Troubleshooting¶
This page provides techniques for troubleshooting common Canonical Kubernetes issues.
Kubectl error: dial tcp 127.0.0.1:6443: connect: connection refused
¶
Problem¶
The kubeconfig file generated by the k8s kubectl
CLI can not be used to
access the cluster from an external machine. The following error is seen when
running kubectl
with the invalid kubeconfig:
...
E0412 08:36:06.404499 517166 memcache.go:265] couldn't get current server API group list: Get "https://127.0.0.1:6443/api?timeout=32s": dial tcp 127.0.0.1:6443: connect: connection refused
The connection to the server 127.0.0.1:6443 was refused - did you specify the right host or port?
Explanation¶
A common technique for viewing a cluster kubeconfig file is by using the
kubectl config view
command.
The k8s kubectl
command invokes an integrated kubectl
client. Thus
k8s kubectl config view
will output a seemingly valid kubeconfig file.
However, this will only be valid on cluster nodes where control plane services
are available on localhost endpoints.
Solution¶
Use k8s config
instead of k8s kubectl config
to generate a kubeconfig file
that is valid for use on external machines.
Kubelet Error: failed to initialize top level QOS containers
¶
Problem¶
This is related to the kubepods
cgroup not getting the cpuset controller up on
the kubelet. kubelet needs a feature from cgroup and the kernel may not be set
up appropriately to provide the cpuset feature.
E0125 00:20:56.003890 2172 kubelet.go:1466] "Failed to start ContainerManager" err="failed to initialise top level QOS containers: root container [kubepods] doesn't exist"
Explanation¶
An excellent deep-dive of the issue exists at kubernetes/kubernetes #122955.

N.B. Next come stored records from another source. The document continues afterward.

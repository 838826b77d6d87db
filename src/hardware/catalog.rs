use lazy_static::lazy_static;

#[derive(Debug, Clone, PartialEq)]
pub struct CpuTemplate {
    pub manufacturer: &'static str,
    pub brand: &'static str,
    pub family: &'static str,
    pub model: &'static str,
    pub stepping: &'static str,
    pub voltage: &'static str,
    pub speed: f64,
    pub speed_min: f64,
    pub speed_max: f64,
    pub cores: u32,
    pub physical_cores: u32,
    pub processors: u32,
    pub socket: &'static str,
    pub flags: &'static str,
}

#[derive(Debug, Clone, PartialEq, Eq)]
pub struct BiosTemplate {
    pub vendor: &'static str,
    pub version: &'static str,
    pub release_date: &'static str,
    pub revision: &'static str,
}

#[derive(Debug, Clone, PartialEq, Eq)]
pub struct BoardTemplate {
    pub manufacturer: &'static str,
    pub model: &'static str,
    pub version: &'static str,
    pub asset_tag: &'static str,
}

#[derive(Debug, Clone, PartialEq, Eq)]
pub struct ChassisTemplate {
    pub manufacturer: &'static str,
    pub model: &'static str,
    pub kind: &'static str,
    pub version: &'static str,
    pub asset_tag: &'static str,
}

#[derive(Debug, Clone, PartialEq, Eq)]
pub struct MemoryModuleTemplate {
    pub size: u64,
    pub kind: &'static str,
    pub clock_speed: u32,
    pub manufacturer: &'static str,
}

#[derive(Debug, Clone, PartialEq)]
pub struct HardwareTemplate {
    pub name: &'static str,
    pub cpu: CpuTemplate,
    pub bios: BiosTemplate,
    pub baseboard: BoardTemplate,
    pub chassis: ChassisTemplate,
    pub memory_total: u64,
    pub memory_modules: Vec<MemoryModuleTemplate>,
}

const GIB: u64 = 1024 * 1024 * 1024;

const INTEL_DESKTOP_FLAGS: &str = "fpu vme de pse tsc msr pae mce cx8 apic sep mtrr pge mca cmov pat pse36 clflush dts acpi mmx fxsr sse sse2 ss ht tm pbe syscall nx pdpe1gb rdtscp lm constant_tsc art arch_perfmon pebs bts rep_good nopl xtopology nonstop_tsc cpuid aperfmperf pni pclmulqdq dtes64 monitor ds_cpl vmx smx est tm2 ssse3 sdbg fma cx16 xtpr pdcm pcid sse4_1 sse4_2 x2apic movbe popcnt tsc_deadline_timer aes xsave avx f16c rdrand lahf_lm abm 3dnowprefetch cpuid_fault epb invpcid_single ssbd ibrs ibpb stibp ibrs_enhanced tpr_shadow vnmi flexpriority ept vpid ept_ad fsgsbase tsc_adjust bmi1 avx2 smep bmi2 erms invpcid mpx rdseed adx smap clflushopt intel_pt xsaveopt xsavec xgetbv1 xsaves dtherm ida arat pln pts hwp hwp_notify hwp_act_window hwp_epp md_clear flush_l1d arch_capabilities";

const AMD_DESKTOP_FLAGS: &str = "fpu vme de pse tsc msr pae mce cx8 apic sep mtrr pge mca cmov pat pse36 clflush mmx fxsr sse sse2 ht syscall nx mmxext fxsr_opt pdpe1gb rdtscp lm constant_tsc rep_good nopl xtopology nonstop_tsc cpuid extd_apicid aperfmperf rapl pni pclmulqdq monitor ssse3 fma cx16 sse4_1 sse4_2 movbe popcnt aes xsave avx f16c rdrand lahf_lm cmp_legacy svm extapic cr8_legacy abm sse4a misalignsse 3dnowprefetch osvw ibs skinit wdt tce topoext perfctr_core perfctr_nb bpext perfctr_llc mwaitx cpb cat_l3 cdp_l3 hw_pstate ssbd mba ibrs ibpb stibp vmmcall fsgsbase bmi1 avx2 smep bmi2 erms invpcid cqm rdt_a rdseed adx smap clflushopt clwb sha_ni xsaveopt xsavec xgetbv1 xsaves cqm_llc cqm_occup_llc cqm_mbm_total cqm_mbm_local clzero irperf xsaveerptr rdpru wbnoinvd arat npt lbrv svm_lock nrip_save tsc_scale vmcb_clean flushbyasid decodeassists pausefilter pfthreshold avic v_vmsave_vmload vgif v_spec_ctrl umip pku ospke vaes vpclmulqdq rdpid overflow_recov succor smca fsrm";

const INTEL_LAPTOP_FLAGS: &str = "fpu vme de pse tsc msr pae mce cx8 apic sep mtrr pge mca cmov pat pse36 clflush dts acpi mmx fxsr sse sse2 ss ht tm pbe syscall nx pdpe1gb rdtscp lm constant_tsc art arch_perfmon pebs bts rep_good nopl xtopology nonstop_tsc cpuid aperfmperf tsc_known_freq pni pclmulqdq dtes64 monitor ds_cpl vmx est tm2 ssse3 sdbg fma cx16 xtpr pdcm pcid sse4_1 sse4_2 x2apic movbe popcnt tsc_deadline_timer aes xsave avx f16c rdrand lahf_lm abm 3dnowprefetch cpuid_fault epb cat_l2 invpcid_single cdp_l2 ssbd ibrs ibpb stibp ibrs_enhanced tpr_shadow vnmi flexpriority ept vpid ept_ad fsgsbase tsc_adjust bmi1 avx2 smep bmi2 erms invpcid rdt_a avx512f avx512dq rdseed adx smap avx512ifma clflushopt intel_pt avx512cd sha_ni avx512bw avx512vl xsaveopt xsavec xgetbv1 xsaves split_lock_detect dtherm ida arat pln pts hwp hwp_notify hwp_act_window hwp_epp hwp_pkg_req avx512vbmi umip pku ospke avx512_vbmi2 gfni vaes vpclmulqdq avx512_vnni avx512_bitalg avx512_vpopcntdq rdpid movdiri movdir64b fsrm avx512_vp2intersect md_clear ibt flush_l1d arch_capabilities";

lazy_static! {
    /// Templates in selection order. Reordering changes which template every
    /// existing profile maps to.
    pub static ref CATALOG: Vec<HardwareTemplate> = vec![
        HardwareTemplate {
            name: "intel_desktop",
            cpu: CpuTemplate {
                manufacturer: "Intel",
                brand: "Intel(R) Core(TM) i7-10700K CPU @ 3.80GHz",
                family: "6",
                model: "165",
                stepping: "5",
                voltage: "1.2",
                speed: 3.8,
                speed_min: 0.8,
                speed_max: 5.1,
                cores: 8,
                physical_cores: 8,
                processors: 1,
                socket: "LGA1200",
                flags: INTEL_DESKTOP_FLAGS,
            },
            bios: BiosTemplate {
                vendor: "American Megatrends Inc.",
                version: "2.70",
                release_date: "2021-04-14",
                revision: "5.17",
            },
            baseboard: BoardTemplate {
                manufacturer: "ASUSTeK COMPUTER INC.",
                model: "PRIME Z490-A",
                version: "Rev 1.xx",
                asset_tag: "Default string",
            },
            chassis: ChassisTemplate {
                manufacturer: "Default string",
                model: "Default string",
                kind: "Desktop",
                version: "Default string",
                asset_tag: "Default string",
            },
            memory_total: 16 * GIB,
            memory_modules: vec![
                MemoryModuleTemplate { size: 8 * GIB, kind: "DDR4", clock_speed: 3200, manufacturer: "Corsair" },
                MemoryModuleTemplate { size: 8 * GIB, kind: "DDR4", clock_speed: 3200, manufacturer: "Corsair" },
            ],
        },
        HardwareTemplate {
            name: "amd_desktop",
            cpu: CpuTemplate {
                manufacturer: "AMD",
                brand: "AMD Ryzen 7 5800X 8-Core Processor",
                family: "25",
                model: "33",
                stepping: "0",
                voltage: "1.35",
                speed: 3.8,
                speed_min: 2.2,
                speed_max: 4.7,
                cores: 8,
                physical_cores: 8,
                processors: 1,
                socket: "AM4",
                flags: AMD_DESKTOP_FLAGS,
            },
            bios: BiosTemplate {
                vendor: "American Megatrends Inc.",
                version: "4.40",
                release_date: "2022-03-15",
                revision: "5.19",
            },
            baseboard: BoardTemplate {
                manufacturer: "ASUSTeK COMPUTER INC.",
                model: "ROG STRIX B550-F GAMING",
                version: "Rev 1.xx",
                asset_tag: "Default string",
            },
            chassis: ChassisTemplate {
                manufacturer: "Default string",
                model: "Default string",
                kind: "Desktop",
                version: "Default string",
                asset_tag: "Default string",
            },
            memory_total: 32 * GIB,
            memory_modules: vec![
                MemoryModuleTemplate { size: 16 * GIB, kind: "DDR4", clock_speed: 3600, manufacturer: "G.Skill" },
                MemoryModuleTemplate { size: 16 * GIB, kind: "DDR4", clock_speed: 3600, manufacturer: "G.Skill" },
            ],
        },
        HardwareTemplate {
            name: "intel_laptop",
            cpu: CpuTemplate {
                manufacturer: "Intel",
                brand: "Intel(R) Core(TM) i7-1165G7 @ 2.80GHz",
                family: "6",
                model: "140",
                stepping: "1",
                voltage: "0.9",
                speed: 2.8,
                speed_min: 0.4,
                speed_max: 4.7,
                cores: 4,
                physical_cores: 4,
                processors: 1,
                socket: "BGA1449",
                flags: INTEL_LAPTOP_FLAGS,
            },
            bios: BiosTemplate {
                vendor: "LENOVO",
                version: "1.45",
                release_date: "2022-08-10",
                revision: "1.45",
            },
            baseboard: BoardTemplate {
                manufacturer: "LENOVO",
                model: "20U7CTO1WW",
                version: "SDK0J40697 WIN",
                asset_tag: "Not Available",
            },
            chassis: ChassisTemplate {
                manufacturer: "LENOVO",
                model: "20U7CTO1WW",
                kind: "Notebook",
                version: "ThinkPad X1 Carbon Gen 9",
                asset_tag: "Not Available",
            },
            memory_total: 16 * GIB,
            memory_modules: vec![
                MemoryModuleTemplate { size: 16 * GIB, kind: "LPDDR4X", clock_speed: 4266, manufacturer: "Samsung" },
            ],
        },
    ];
}

pub fn templates() -> &'static [HardwareTemplate] {
    &CATALOG
}

pub fn by_name(name: &str) -> Option<&'static HardwareTemplate> {
    CATALOG.iter().find(|t| t.name == name)
}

Commenter @haircommander states
basically: we’ve figured out that this issue happens because libcontainer doesn’t initialise the cpuset cgroup for the kubepods slice when the kubelet initially calls into it to do so. This happens because there isn’t a cpuset defined on the top level of the cgroup. however, we fail to validate all of the cgroup controllers we need are present. It’s possible this is a limitation in the dbus API: how do you ask systemd to create a cgroup that is effectively empty?
if we delegate: we are telling systemd to leave our cgroups alone, and not remove the “unneeded” cpuset cgroup.
Solution¶
This is in the process of being fixed upstream via kubernetes/kubernetes #125923.
In the meantime, the best solution is to create a Delegate=yes
configuration
in systemd.
mkdir -p /etc/systemd/system/snap.k8s.kubelet.service.d
cat /etc/systemd/system/snap.k8s.kubelet.service.d/delegate.conf <<EOF
[Service]
Delegate=yes
EOF
reboot
The path required for the containerd socket already exists¶
Problem¶
Canonical Kubernetes tries to create the containerd socket to manage containers, but it fails because the socket file already exists, which indicates another installation of containerd on the system.
Explanation¶
In classic confinement mode, Canonical Kubernetes uses the default containerd paths. This means that a Canonical Kubernetes installation will conflict with any existing system configuration where containerd is already installed. For example, if you have Docker installed, or another Kubernetes distribution that uses containerd.
Solution¶
We recommend running Canonical Kubernetes in an isolated environment, for this purpose, you can create a LXD container for your installation. See Install Canonical Kubernetes in LXD for instructions.